FCDEV3B loudspeaker

Mychaela Falconia mychaela.falconia at gmail.com
Sun Jul 30 22:33:49 UTC 2017


As I just mentioned in my previous post regarding the sleep mode
hardware bug investigation, I got to play with connecting a loudspeaker
to our FCDEV3B a couple of days ago.

When I originally designed the FCDEV3B two years ago, I included a
provision for an on-board loudspeaker; the intent of this provision is
strictly for the purpose of using the FCDEV3B as a development board,
rather than a GSM gateway or anything along those lines: it is for the
purpose of exercising voice calls and Calypso DSP audio features
(ringtone melodies etc) from a lab bench.  With TI's own D-Sample kit
one can connect the power and the serial cables, boot it up, register
to a GSM network, dial a voice call with AT commands, and hear the
downlink audio come out of the loudspeaker built into the handset part
of the D-Sample kit - and it is loud enough that I did not need to
lift the handset out of its cradle and hold it up to my ear.  I wanted
the same capability on our own development board with the right chipset
for which we can build our own firmware, the ability we lack with the
D-Sample which has an earlier chipset version for which we lack L1
support.

But when I did the original design for the FCDEV3B 2 y ago, I did not
select a specific loudspeaker part, instead I punted on that decision
by bringing the speaker connection out on a two-post header (a pair of
pins sticking out of the board) and leaving the actual speaker
selection and connection for later.  And now that "later" is now...

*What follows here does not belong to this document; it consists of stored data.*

use std::io::Write;
use std::sync::Mutex;
use std::time::Duration;

use tempfile::NamedTempFile;

use detection_relay::config::BackendKind;
use detection_relay::RelayConfig;

static ENV_LOCK: Mutex<()> = Mutex::new(());

fn clear_env() {
    std::env::remove_var("RELAY_CONFIG");
    for key in RelayConfig::env_keys() {
        std::env::remove_var(key);
    }
}

fn config_file(suffix: &str, contents: &str) -> NamedTempFile {
    let mut file = tempfile::Builder::new()
        .suffix(suffix)
        .tempfile()
        .expect("temp config");
    file.write_all(contents.as_bytes()).expect("write config");
    file
}

#[test]
fn loads_json_config_from_file_and_env_overrides() {
    let _guard = ENV_LOCK.lock().unwrap_or_else(|e| e.into_inner());
    clear_env();

    let file = config_file(
        ".json",
        r#"{
            "socket_addr": "0.0.0.0:7000",
            "model": {"path": "/models/yolo.onnx", "name": "YOLOv5s", "backend": "stub"},
            "detector": {"conf_threshold": 0.4, "target_width": 640, "target_height": 480},
            "queue": {"capacity": 3, "poll_interval_ms": 250},
            "health": {"failure_threshold": 2}
        }"#,
    );
    std::env::set_var("RELAY_CONFIG", file.path());
    std::env::set_var("RELAY_QUEUE_CAPACITY", "7");
    std::env::set_var("RELAY_TARGET_SIZE", "160x120");

    let cfg = RelayConfig::load().expect("load config");

    assert_eq!(cfg.socket_addr, "0.0.0.0:7000");
    assert_eq!(cfg.http_addr, "127.0.0.1:5001");
    assert_eq!(cfg.model.path, "/models/yolo.onnx");
    assert_eq!(cfg.model.name, "YOLOv5s");
    assert_eq!(cfg.model.backend, BackendKind::Stub);
    assert_eq!(cfg.detector.conf_threshold, 0.4);
    assert_eq!(cfg.detector.iou_threshold, 0.45);
    assert_eq!(
        (cfg.detector.target_width, cfg.detector.target_height),
        (160, 120)
    );
    assert_eq!(cfg.queue.capacity, 7);
    assert_eq!(cfg.queue.poll_interval, Duration::from_millis(250));
    assert_eq!(cfg.failure_threshold, 2);

    clear_env();
}

#[test]
fn loads_toml_config() {
    let _guard = ENV_LOCK.lock().unwrap_or_else(|e| e.into_inner());
    clear_env();

    let file = config_file(
        ".toml",
        r#"
http_addr = "127.0.0.1:9001"

[detector]
target_fps = 30

[queue]
capacity = 2
"#,
    );
    let cfg = RelayConfig::load_from(Some(file.path())).expect("load toml");
    assert_eq!(cfg.http_addr, "127.0.0.1:9001");
    assert_eq!(cfg.detector.target_fps, 30);
    assert_eq!(cfg.queue.capacity, 2);
    assert_eq!(cfg.queue.poll_interval, Duration::from_millis(1000));

    clear_env();
}

#[test]
fn defaults_apply_without_file_or_env() {
    let _guard = ENV_LOCK.lock().unwrap_or_else(|e| e.into_inner());
    clear_env();

    let cfg = RelayConfig::load().expect("defaults");
    assert_eq!(cfg.socket_addr, "127.0.0.1:5000");
    assert_eq!(cfg.detector.conf_threshold, 0.25);
    assert_eq!(cfg.detector.target_fps, 15);
    assert_eq!(cfg.queue.capacity, 10);
    assert_eq!(cfg.failure_threshold, 5);
}

#[test]
fn rejects_invalid_values() {
    let _guard = ENV_LOCK.lock().unwrap_or_else(|e| e.into_inner());
    clear_env();

    std::env::set_var("RELAY_QUEUE_CAPACITY", "0");
    assert!(RelayConfig::load().is_err());
    clear_env();

    std::env::set_var("RELAY_CONF_THRESHOLD", "high");
    assert!(RelayConfig::load().is_err());
    clear_env();

    std::env::set_var("RELAY_SOCKET_ADDR", "not-an-address");
    assert!(RelayConfig::load().is_err());
    clear_env();

    let file = config_file(".json", r#"{"model": {"backend": "cuda"}}"#);
    assert!(RelayConfig::load_from(Some(file.path())).is_err());

    let broken = config_file(".toml", "queue = [");
    assert!(RelayConfig::load_from(Some(broken.path())).is_err());
}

Looking through the very overwhelming array of loudspeaker part
choices at Digi-Key, I have pretty arbitrarily and almost randomly
picked this one:

https://www.digikey.com/product-detail/en/soberton-inc/SP-1510/433-1140-ND

Note that this speaker already comes with little wires coming out of
it.  If we stick with this choice of speaker, the most sensible way to
put it on the FCDEV3B would be to attach the speaker itself to the
empty area on the PCB that is reserved for the speaker (as marked on
the silk screen) with double-sticky tape or some similar ad hoc means,
and solder the little wires directly into the PCB holes where the J312
header is now.

But my initial speaker experiment was different: instead of soldering
anything, I used the same Molex crimper which I previously used for
the FCDEV3B-to-FT2232D dual UART custom cable to crimp female
terminals onto the wires from the speaker (30 AWG), and inserted these
two terminal-equipped wires into a 2-position Molex crimp housing,
resulting in a speaker assembly that ends in a female connector that
can mate with a two-post header.  I then slipped this speaker assembly
onto the J312 header on my existing FCDEV3Bs.

At first it didn't work on one board, so I tried another board.  This
time I was able to elicit a beep from the speaker with my AT at SND debug
command, so at first I thought it was a board-dependent issue.  Then I
realized that slightly wiggling the speaker assembly with my finger
would make it start and stop working, so there must be a bad connection
somewhere; the crimp connections are my primary suspect at the moment.

Satisfied with being able to make a beep with AT at SND, I tried to play
some E1 melodies from TSM30 - see my previous post for the fc-fsio and
sleep mode issues encountered along the way.  I was able to get the
melodies to play after disabling sleep and getting a successful upload,
but they were coming out of the speaker very quiet, barely audible.  I
thought perhaps something is wrong with the volume level in the
melodies themselves, so I tried bringing up GSM and making a test call
to WWV, a time of day service that also has regular tones - I use it
as my go-to voice call test number all the time.  The flaky wire
connections to the speaker were acting up again, and I only got the
speaker to work for a brief moment during my test call.  The audio I
got out during that brief moment was also very quiet, barely audible,
but it was too brief to really tell, and the speaker quit working
afterward: I could no longer get it to cooperate no matter how I
wiggled it.

My planned next course of action is to remove the J312 header from one
of my boards and solder the wires from the speaker directly into the
holes, thereby eliminating what I suspect to be the unreliable
connection in my current non-working arrangement.  If I can get the
speaker to work reliably without depending on wiggling, I will then
retest both the DSP-generated E1 melodies and the WWV test call, and
get a better idea of the true sound level coming out of the speaker
under real-life conditions.  If it is still too quiet, I will try
increasing the gain of our loudspeaker amplifier by changing a pair of
resistors on the board: see TI's Leonardo schematics and TPA6203A1
audio PA datasheet.  My reading of the TPA6203A1 and Iota datasheets
tells me that we still have some headroom for increasing the amplifier
gain before we run out of the available voltage swing range.